En attendant, le fjord Tracy Arm reste sous haute surveillance. Les autorités appellent à la prudence, notamment pour les plaisanciers et les navires de petite taille, qui pourraient être pris au piège des courants résiduels. « La beauté du site ne doit pas faire oublier les dangers », a rappelé un officier des garde-côtes américains, cité par Le Figaro.

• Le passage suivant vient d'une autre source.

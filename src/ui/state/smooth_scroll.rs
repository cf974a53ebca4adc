// SPDX-License-Identifier: MPL-2.0
//! Animated scroll-to-section with exponential ease-out.
//!
//! Navigation requests do not jump the viewport. The follower starts at the
//! live offset and closes the gap to the target a fixed fraction per frame,
//! which reads as fast departure and gentle arrival. A new request mid-flight
//! simply retargets from wherever the viewport currently is.

/// Fraction of the remaining distance closed on each tick.
const SPEED: f32 = 0.2;

/// Remaining distances below this snap straight to the target.
const SNAP_THRESHOLD: f32 = 0.5;

/// Eased follower for absolute page offsets.
#[derive(Debug, Clone, Default)]
pub struct SmoothScroll {
    target: f32,
    /// Signed distance still to travel. Zero means settled.
    remaining: f32,
    active: bool,
}

impl SmoothScroll {
    #[must_use]
    pub fn new() -> Self {
        Self::default()
    }

    /// Start (or restart) an eased run from `from` toward `to`.
    pub fn begin(&mut self, from: f32, to: f32) {
        self.target = to;
        self.remaining = to - from;
        if self.remaining.abs() < SNAP_THRESHOLD {
            self.remaining = 0.0;
            self.active = false;
        } else {
            self.active = true;
        }
    }

    /// Advance one frame.
    ///
    /// Returns the next absolute offset to apply, or `None` once settled.
    /// The final frame emits exactly the target before going idle.
    pub fn tick(&mut self) -> Option<f32> {
        if !self.active {
            return None;
        }
        self.remaining *= 1.0 - SPEED;
        if self.remaining.abs() < SNAP_THRESHOLD {
            self.remaining = 0.0;
            self.active = false;
        }
        Some(self.target - self.remaining)
    }

    #[must_use]
    pub fn is_animating(&self) -> bool {
        self.active
    }

    /// Offset the follower is heading toward while a run is live.
    #[must_use]
    pub fn target(&self) -> Option<f32> {
        self.active.then_some(self.target)
    }
}

#[cfg(test)]
mod tests {
    use super::*;
    use crate::test_utils::{assert_abs_diff_eq, F32_EPSILON};

    #[test]
    fn idle_follower_emits_nothing() {
        let mut scroll = SmoothScroll::new();
        assert!(!scroll.is_animating());
        assert_eq!(scroll.tick(), None);
    }

    #[test]
    fn first_frame_closes_a_fifth_of_the_gap() {
        let mut scroll = SmoothScroll::new();
        scroll.begin(0.0, 1000.0);

        let next = scroll.tick().unwrap();
        assert_abs_diff_eq!(next, 200.0, epsilon = 1e-3);
    }

    #[test]
    fn run_settles_exactly_on_the_target() {
        let mut scroll = SmoothScroll::new();
        scroll.begin(0.0, 560.0);

        let mut last = 0.0;
        let mut frames = 0;
        while let Some(offset) = scroll.tick() {
            last = offset;
            frames += 1;
            assert!(frames < 200, "follower failed to settle");
        }

        assert_abs_diff_eq!(last, 560.0, epsilon = F32_EPSILON);
        assert!(!scroll.is_animating());
        assert_eq!(scroll.tick(), None);
    }

    #[test]
    fn progress_is_monotonic_toward_the_target() {
        let mut scroll = SmoothScroll::new();
        scroll.begin(300.0, 0.0);

        let mut previous = 300.0;
        while let Some(offset) = scroll.tick() {
            assert!(offset < previous);
            previous = offset;
        }
        assert_abs_diff_eq!(previous, 0.0, epsilon = F32_EPSILON);
    }

    #[test]
    fn retarget_restarts_from_the_live_offset() {
        let mut scroll = SmoothScroll::new();
        scroll.begin(0.0, 1000.0);
        let reached = scroll.tick().unwrap();

        scroll.begin(reached, 100.0);
        let next = scroll.tick().unwrap();

        // Heading back down toward the new target, not the old one.
        assert!(next < reached);
        assert_eq!(scroll.target(), Some(100.0));
    }

    #[test]
    fn tiny_distances_snap_without_animating() {
        let mut scroll = SmoothScroll::new();
        scroll.begin(100.0, 100.3);
        assert!(!scroll.is_animating());
        assert_eq!(scroll.tick(), None);
    }
}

Un glissement de terrain massif, lorsqu’il se produit dans un fjord ou une baie étroite, déplace une quantité colossale d’eau en très peu de temps. La quantité d’énergie libérée est telle qu’elle génère une vague disproportionnée par rapport à la taille du glissement initial. Dans le cas du fjord Tracy Arm, l’effondrement de dizaines de millions de mètres cubes de matériaux dans un espace confiné a amplifié l’onde, créant un mégatsunami de près de 500 mètres de haut.

Les autorités de l’Alaska ont annoncé l’installation de capteurs sismiques et de systèmes d’alerte en temps réel pour surveiller l’activité du fjord Tracy Arm. Une campagne de mesure topographique est également prévue pour évaluer l’impact du glissement de terrain sur les parois. Les compagnies de croisière ont été informées des nouvelles zones à risque et devront adapter leurs itinéraires en conséquence.